(Recorded data)
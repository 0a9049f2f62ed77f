//! Login page with the register and password recovery modals

use dioxus::prelude::*;

use crate::presentation::components::auth::{ForgotPasswordModal, RegisterModal};
use crate::presentation::components::common::Banner;
use crate::presentation::services::{use_auth_service, use_session_gate};
use crate::presentation::state::register::MSG_REGISTER_SUCCESS;
use crate::presentation::state::LoginForm;
use crate::Route;

#[derive(Debug, Clone, Copy, PartialEq, Eq)]
enum LoginModal {
    Register,
    ForgotPassword,
}

#[component]
pub fn LoginView() -> Element {
    let auth_service = use_auth_service();
    let gate = use_session_gate();
    let navigator = use_navigator();

    let mut form = use_signal(LoginForm::new);
    let mut is_submitting = use_signal(|| false);
    let mut open_modal: Signal<Option<LoginModal>> = use_signal(|| None);
    let mut notice: Signal<Option<&'static str>> = use_signal(|| None);

    let submit = move |e: FormEvent| {
        e.prevent_default();
        if *is_submitting.read() || form.write().validate().is_err() {
            return;
        }
        let (email, password) = {
            let current = form.read();
            (current.email.clone(), current.password.clone())
        };
        let svc = auth_service.clone();
        let gate = gate.clone();
        is_submitting.set(true);
        spawn(async move {
            let result = svc.login(&email, &password).await;
            let authenticated = form.write().apply_result(result);
            is_submitting.set(false);
            if authenticated {
                gate.set_authenticated(true);
                navigator.replace(Route::CadastroRoute {});
            }
        });
    };

    let current = form.read().clone();
    let password_type = if current.show_password { "text" } else { "password" };

    rsx! {
        Banner {}
        section {
            class: "login",
            form {
                class: "login-form",
                onsubmit: submit,
                h1 { "Login" }
                if let Some(err) = current.error() {
                    p { class: "form-error", "{err}" }
                }
                if let Some(msg) = *notice.read() {
                    p { class: "form-success", "{msg}" }
                }
                input {
                    r#type: "text",
                    placeholder: "Login",
                    value: "{current.email}",
                    oninput: move |e| form.write().email = e.value(),
                }
                div {
                    class: "password-wrapper",
                    input {
                        r#type: password_type,
                        placeholder: "Senha",
                        value: "{current.password}",
                        oninput: move |e| form.write().password = e.value(),
                    }
                    button {
                        r#type: "button",
                        class: "toggle-password",
                        onclick: move |_| form.write().toggle_password_visibility(),
                        if current.show_password { "Esconder" } else { "Mostrar" }
                    }
                }
                button {
                    r#type: "submit",
                    class: "btn-primary",
                    disabled: *is_submitting.read(),
                    "Entrar"
                }
                div {
                    class: "login-links",
                    a {
                        href: "#",
                        onclick: move |e: MouseEvent| {
                            e.prevent_default();
                            open_modal.set(Some(LoginModal::Register));
                        },
                        "Fazer cadastro"
                    }
                    a {
                        href: "#",
                        onclick: move |e: MouseEvent| {
                            e.prevent_default();
                            open_modal.set(Some(LoginModal::ForgotPassword));
                        },
                        "Esqueceu a senha?"
                    }
                }
            }
        }

        {
            match *open_modal.read() {
                Some(LoginModal::Register) => rsx! {
                    RegisterModal {
                        on_close: move |_| open_modal.set(None),
                        on_registered: move |_| notice.set(Some(MSG_REGISTER_SUCCESS)),
                    }
                },
                Some(LoginModal::ForgotPassword) => rsx! {
                    ForgotPasswordModal { on_close: move |_| open_modal.set(None) }
                },
                None => rsx! {},
            }
        }
    }
}
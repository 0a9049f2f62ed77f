//! Login form state and its user-facing messages

use dunder_domain::{LoginResponse, ValidationError};

use crate::application::ServiceError;

pub const MSG_MISSING_CREDENTIALS: &str = "Por favor, insira o login e a senha.";
pub const MSG_WRONG_CREDENTIALS: &str = "Login ou senha incorretos.";
pub const MSG_LOGIN_FAILED: &str = "Erro ao autenticar. Tente novamente.";

#[derive(Debug, Clone, Default, PartialEq, Eq)]
pub struct LoginForm {
    pub email: String,
    pub password: String,
    pub show_password: bool,
    error: Option<&'static str>,
}

impl LoginForm {
    pub fn new() -> Self {
        Self::default()
    }

    pub fn error(&self) -> Option<&'static str> {
        self.error
    }

    pub fn toggle_password_visibility(&mut self) {
        self.show_password = !self.show_password;
    }

    /// Checks both fields are filled before any request goes out.
    pub fn validate(&mut self) -> Result<(), ValidationError> {
        if self.email.trim().is_empty() || self.password.is_empty() {
            self.error = Some(MSG_MISSING_CREDENTIALS);
            return Err(ValidationError::MissingCredentials);
        }
        self.error = None;
        Ok(())
    }

    /// Returns true when the server accepted the credentials.
    pub fn apply_result(&mut self, result: Result<LoginResponse, ServiceError>) -> bool {
        match result {
            Ok(LoginResponse { auth: true }) => {
                self.error = None;
                true
            }
            Ok(LoginResponse { auth: false }) => {
                self.error = Some(MSG_WRONG_CREDENTIALS);
                false
            }
            Err(e) => {
                tracing::error!(error = %e, "Login failed");
                self.error = Some(MSG_LOGIN_FAILED);
                false
            }
        }
    }
}

#[cfg(test)]
mod tests {
    use std::sync::Arc;

    use super::*;
    use crate::application::services::{AuthService, GuardDecision, GuardTarget, SessionGate};
    use crate::infrastructure::platform::MemoryStorageProvider;
    use crate::ports::outbound::{ApiError, MockCharacterApiPort};

    #[test]
    fn empty_fields_are_refused_locally() {
        let mut form = LoginForm::new();
        form.email = "michael@dundermifflin.com".into();
        assert_eq!(form.validate(), Err(ValidationError::MissingCredentials));
        assert_eq!(form.error(), Some(MSG_MISSING_CREDENTIALS));
    }

    #[test]
    fn maps_outcomes_to_messages() {
        let mut form = LoginForm::new();
        assert!(!form.apply_result(Ok(LoginResponse { auth: false })));
        assert_eq!(form.error(), Some(MSG_WRONG_CREDENTIALS));

        assert!(!form.apply_result(Err(ApiError::Network("offline".into()).into())));
        assert_eq!(form.error(), Some(MSG_LOGIN_FAILED));
    }

    #[tokio::test]
    async fn login_unlocks_cadastro_without_redirect_loop() {
        let mut api = MockCharacterApiPort::new();
        api.expect_login()
            .times(1)
            .returning(|_| Ok(LoginResponse { auth: true }));
        let auth = AuthService::new(Arc::new(api));
        let gate = SessionGate::new(MemoryStorageProvider::new());

        assert_eq!(
            gate.guard_protected(),
            GuardDecision::Redirect(GuardTarget::Login)
        );

        let mut form = LoginForm::new();
        form.email = "michael@dundermifflin.com".into();
        form.password = "worldsbestboss".into();
        form.validate().unwrap();
        let result = auth.login(&form.email, &form.password).await;
        if form.apply_result(result) {
            gate.set_authenticated(true);
        }

        assert_eq!(gate.guard_protected(), GuardDecision::Render);
        assert_eq!(
            gate.guard_login_page(),
            GuardDecision::Redirect(GuardTarget::Cadastro)
        );
    }
}
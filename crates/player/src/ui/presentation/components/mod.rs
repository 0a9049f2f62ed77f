//! Reusable UI components

pub mod auth;
pub mod character;
pub mod common;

Exercise prompt:
Pick out the lines above containing the word "String", then copy them.

Answer to this exercise:
    pub email: String,
    pub password: String,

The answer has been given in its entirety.